3rd Trimester

WWYD SIL Shower/ (turned vent)

I am due July 20th, my SIL (Husband's Brothers Wife) is coming into town for her baby shower the first week of August...

 First a little family history:

  • SIL was angry that I got pregnant because she wanted to give MIL the first grandchild (rolls eyes)
  • The day of our anatomy scan we announced our name and SIL was pissed because 1. it was a girl (she wanted the first girl) 2. it was on her list of girl names (she wasn't pregnant at the time) and says that if we use the name "she'll never forgive me"
  • SIL becomes pregnant and is angry that we won't change our baby's name (we chose the name before she was even pregnant)
  • SIL throws a fit and doesn't speak to me until she finds out MIL is throwing me a baby shower, and then feels like she needs all of the details of my pregnancy.
  • Because SIL lives out of town she sent her mother in her place to my baby shower... who then kept trying to make it all about SIL anytime anyone would start to talk to me (I have a feeling SIL had some part in this)
  • SIL announces that she is coming to visit me and the baby the first week of August.... after showing nothing but negitivity towards my pregnancy... oh and to have her baby shower (I think she wants to try to take the attention off of me again... if this is so Joke is on her... I just want time alone with DH and DD... I don't want tons of visitors.)

 

I am to the point where I don't contact her unless she contacts me. She has been nothing but a pain in my rear since the day we announced we were expecting. She has had not one nice thing to say about my entire pregnancy and honestly I do not want her around me after the baby is born and I am dealing with PP hormones. I love DH's brother... but I can not stand his wife... not after all of the crap she has pulled.

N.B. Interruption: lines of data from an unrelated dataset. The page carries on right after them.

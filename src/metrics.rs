//! Metrics collection and export for object pools

use std::collections::HashMap;

/// Metrics data for a pool
///
/// # Examples
///
/// ```
/// use arcade_objectpool::{PoolContainer, PoolObject};
/// use arcade_objectpool::entities::Projectile;
///
/// let mut pool = PoolContainer::new("projectile", Box::new(|| Some(Projectile::new())));
/// pool.warm_up(4);
/// pool.acquire().unwrap().borrow_mut().activate();
///
/// let metrics = pool.metrics();
/// assert_eq!(metrics.total_acquired, 1);
/// assert_eq!(metrics.active_objects, 1);
/// assert_eq!(metrics.pool_size, 4);
/// ```
#[derive(Debug, Clone)]
#[cfg_attr(feature = "serde", derive(serde::Serialize, serde::Deserialize))]
pub struct PoolMetrics {
    /// Total members handed out by `acquire`
    pub total_acquired: usize,

    /// Times the pool was exhausted and grew by one member
    pub grow_events: usize,

    /// Times the entity factory refused a spawn
    pub factory_failures: usize,

    /// Members currently in play
    pub active_objects: usize,

    /// Members currently parked and available
    pub available_objects: usize,

    /// Total members, active and inactive
    pub pool_size: usize,

    /// Members created at warm-up time
    pub warmup_size: usize,

    /// Pool utilization ratio (0.0 to 1.0)
    pub utilization: f64,
}

impl PoolMetrics {
    /// Export metrics as a HashMap
    pub fn export(&self) -> HashMap<String, String> {
        let mut metrics = HashMap::new();
        metrics.insert("total_acquired".to_string(), self.total_acquired.to_string());
        metrics.insert("grow_events".to_string(), self.grow_events.to_string());
        metrics.insert("factory_failures".to_string(), self.factory_failures.to_string());
        metrics.insert("active_objects".to_string(), self.active_objects.to_string());
        metrics.insert("available_objects".to_string(), self.available_objects.to_string());
        metrics.insert("pool_size".to_string(), self.pool_size.to_string());
        metrics.insert("warmup_size".to_string(), self.warmup_size.to_string());
        metrics.insert("utilization".to_string(), format!("{:.2}", self.utilization));
        metrics
    }
}

/// Metrics exporter for Prometheus format
pub struct MetricsExporter;

impl MetricsExporter {
    /// Export metrics in Prometheus exposition format
    ///
    /// # Examples
    ///
    /// ```
    /// use arcade_objectpool::{MetricsExporter, PoolContainer};
    /// use arcade_objectpool::entities::Projectile;
    /// use std::collections::HashMap;
    ///
    /// let mut pool = PoolContainer::new("projectile", Box::new(|| Some(Projectile::new())));
    /// pool.warm_up(4);
    ///
    /// let mut tags = HashMap::new();
    /// tags.insert("level".to_string(), "asteroid_belt".to_string());
    ///
    /// let output = MetricsExporter::export_prometheus(&pool.metrics(), "projectiles", Some(&tags));
    /// assert!(output.contains("objectpool_members_active"));
    /// assert!(output.contains("level=\"asteroid_belt\""));
    /// ```
    pub fn export_prometheus(
        metrics: &PoolMetrics,
        pool_name: &str,
        tags: Option<&HashMap<String, String>>,
    ) -> String {
        let mut output = String::new();
        let labels = Self::format_labels(pool_name, tags);

        // Gauge metrics
        output.push_str("# HELP objectpool_members_active Members currently in play\n");
        output.push_str("# TYPE objectpool_members_active gauge\n");
        output.push_str(&format!("objectpool_members_active{{{}}} {}\n", labels, metrics.active_objects));

        output.push_str("# HELP objectpool_members_available Members parked and available\n");
        output.push_str("# TYPE objectpool_members_available gauge\n");
        output.push_str(&format!("objectpool_members_available{{{}}} {}\n", labels, metrics.available_objects));

        output.push_str("# HELP objectpool_members Total pool size\n");
        output.push_str("# TYPE objectpool_members gauge\n");
        output.push_str(&format!("objectpool_members{{{}}} {}\n", labels, metrics.pool_size));

        output.push_str("# HELP objectpool_utilization Pool utilization ratio\n");
        output.push_str("# TYPE objectpool_utilization gauge\n");
        output.push_str(&format!("objectpool_utilization{{{}}} {:.2}\n", labels, metrics.utilization));

        // Counter metrics
        output.push_str("# HELP objectpool_acquired_total Total members handed out\n");
        output.push_str("# TYPE objectpool_acquired_total counter\n");
        output.push_str(&format!("objectpool_acquired_total{{{}}} {}\n", labels, metrics.total_acquired));

        output.push_str("# HELP objectpool_grow_events_total Exhaustion growth events\n");
        output.push_str("# TYPE objectpool_grow_events_total counter\n");
        output.push_str(&format!("objectpool_grow_events_total{{{}}} {}\n", labels, metrics.grow_events));

        output.push_str("# HELP objectpool_factory_failures_total Refused entity spawns\n");
        output.push_str("# TYPE objectpool_factory_failures_total counter\n");
        output.push_str(&format!("objectpool_factory_failures_total{{{}}} {}\n", labels, metrics.factory_failures));

        output
    }

    fn format_labels(pool_name: &str, tags: Option<&HashMap<String, String>>) -> String {
        let mut labels = vec![format!("pool=\"{}\"", pool_name)];

        if let Some(tags) = tags {
            for (key, value) in tags {
                labels.push(format!("{}=\"{}\"", key, value));
            }
        }

        labels.join(",")
    }
}

/// Internal metrics tracker
///
/// Plain counters: a container is exclusively owned by one logical thread,
/// so there is nothing to synchronize.
#[derive(Debug, Default)]
pub(crate) struct MetricsTracker {
    total_acquired: usize,
    grow_events: usize,
    factory_failures: usize,
}

impl MetricsTracker {
    pub fn new() -> Self {
        Self::default()
    }

    pub fn record_acquired(&mut self) {
        self.total_acquired += 1;
    }

    pub fn record_grown(&mut self) {
        self.grow_events += 1;
    }

    pub fn record_factory_failure(&mut self) {
        self.factory_failures += 1;
    }

    pub fn get_metrics(
        &self,
        active: usize,
        available: usize,
        pool_size: usize,
        warmup_size: usize,
    ) -> PoolMetrics {
        let utilization = if pool_size > 0 {
            active as f64 / pool_size as f64
        } else {
            0.0
        };

        PoolMetrics {
            total_acquired: self.total_acquired,
            grow_events: self.grow_events,
            factory_failures: self.factory_failures,
            active_objects: active,
            available_objects: available,
            pool_size,
            warmup_size,
            utilization,
        }
    }
}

Sorry it's getting long....

So as far as the shower goes... I really have no desire to go. I plan on giving them a gift. But I really do not want to be around her. How should I handle this. I was planning on using the baby as an excuse but DH thinks that everyone will just want me to bring the baby along (something I don't really want to do) How would you handle this?

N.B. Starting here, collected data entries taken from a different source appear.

//! Gameplay event channel
//!
//! Pool-driven entities are decoupled from game-state scoring through an
//! explicit bus owned by the composing application: entities publish, the
//! score/stat keepers subscribe. Nothing here is process-global.

use crate::entities::Vec2;

/// Events published by pooled entities and the surrounding game flow.
#[derive(Debug, Clone, PartialEq)]
pub enum GameEvent {
    /// An enemy was destroyed at `position` (drives scoring and effects).
    EnemyDestroyed { position: Vec2 },

    /// The player collected a score-multiplier pickup.
    ScoreMultiplierCollected { value: i32 },

    /// The player ship was destroyed.
    PlayerShipDestroyed,

    /// A gameplay session ended.
    GameEnded { final_score: i32, ship_index: i32 },
}

/// Subscription handle returned by [`EventBus::subscribe`].
pub type SubscriptionId = usize;

/// A single-threaded observer list.
///
/// Subscribers run synchronously, in subscription order, on the thread that
/// publishes.
///
/// # Examples
///
/// ```
/// use arcade_objectpool::{EventBus, GameEvent};
/// use std::cell::Cell;
/// use std::rc::Rc;
///
/// let mut bus = EventBus::new();
/// let collected = Rc::new(Cell::new(0));
///
/// let sink = Rc::clone(&collected);
/// bus.subscribe(move |event| {
///     if let GameEvent::ScoreMultiplierCollected { value } = event {
///         sink.set(sink.get() + value);
///     }
/// });
///
/// bus.publish(&GameEvent::ScoreMultiplierCollected { value: 3 });
/// assert_eq!(collected.get(), 3);
/// ```
pub struct EventBus<E = GameEvent> {
    subscribers: Vec<(SubscriptionId, Box<dyn FnMut(&E)>)>,
    next_id: SubscriptionId,
}

impl<E> EventBus<E> {
    pub fn new() -> Self {
        Self {
            subscribers: Vec::new(),
            next_id: 0,
        }
    }

    /// Register a subscriber; the returned id can be used to unsubscribe.
    pub fn subscribe<F>(&mut self, subscriber: F) -> SubscriptionId
    where
        F: FnMut(&E) + 'static,
    {
        let id = self.next_id;
        self.next_id += 1;
        self.subscribers.push((id, Box::new(subscriber)));
        id
    }

    /// Remove a subscriber. Unknown ids are ignored.
    pub fn unsubscribe(&mut self, id: SubscriptionId) {
        self.subscribers.retain(|(sub_id, _)| *sub_id != id);
    }

    /// Deliver `event` to every subscriber, in subscription order.
    pub fn publish(&mut self, event: &E) {
        for (_, subscriber) in &mut self.subscribers {
            subscriber(event);
        }
    }

    pub fn subscriber_count(&self) -> usize {
        self.subscribers.len()
    }
}

impl<E> Default for EventBus<E> {
    fn default() -> Self {
        Self::new()
    }
}

#[cfg(test)]
mod tests {
    use super::*;
    use std::cell::RefCell;
    use std::rc::Rc;

    #[test]
    fn test_delivery_in_subscription_order() {
        let mut bus: EventBus<GameEvent> = EventBus::new();
        let seen = Rc::new(RefCell::new(Vec::new()));

        for label in ["first", "second"] {
            let sink = Rc::clone(&seen);
            bus.subscribe(move |_| sink.borrow_mut().push(label));
        }

        bus.publish(&GameEvent::PlayerShipDestroyed);
        assert_eq!(*seen.borrow(), ["first", "second"]);
    }

    #[test]
    fn test_unsubscribe_stops_delivery() {
        let mut bus: EventBus<GameEvent> = EventBus::new();
        let hits = Rc::new(RefCell::new(0));

        let sink = Rc::clone(&hits);
        let id = bus.subscribe(move |_| *sink.borrow_mut() += 1);

        bus.publish(&GameEvent::PlayerShipDestroyed);
        bus.unsubscribe(id);
        bus.publish(&GameEvent::PlayerShipDestroyed);

        assert_eq!(*hits.borrow(), 1);
        assert_eq!(bus.subscriber_count(), 0);
    }

    #[test]
    fn test_unsubscribe_unknown_id_is_ignored() {
        let mut bus: EventBus<GameEvent> = EventBus::new();
        bus.unsubscribe(99);
        assert_eq!(bus.subscriber_count(), 0);
    }

    #[test]
    fn test_event_payload_reaches_subscribers() {
        let mut bus = EventBus::new();
        let total = Rc::new(RefCell::new(0));

        let sink = Rc::clone(&total);
        bus.subscribe(move |event: &GameEvent| {
            if let GameEvent::GameEnded { final_score, .. } = event {
                *sink.borrow_mut() = *final_score;
            }
        });

        bus.publish(&GameEvent::GameEnded {
            final_score: 12_500,
            ship_index: 2,
        });
        assert_eq!(*total.borrow(), 12_500);
    }
}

Re: WWYD SIL Shower/ (turned vent)

  • Tell her you don't know for sure if you'll be able to make it because you can't predict when the baby will be born and how you'll be feeling.  Regardless, even if you do go, I would NOT bring your baby.  I think it's really tacky to bring your new baby to someone else's baby shower.  I probably wouldn't go because I wouldn't want to leave the baby so soon after she's born.  Just send a gift.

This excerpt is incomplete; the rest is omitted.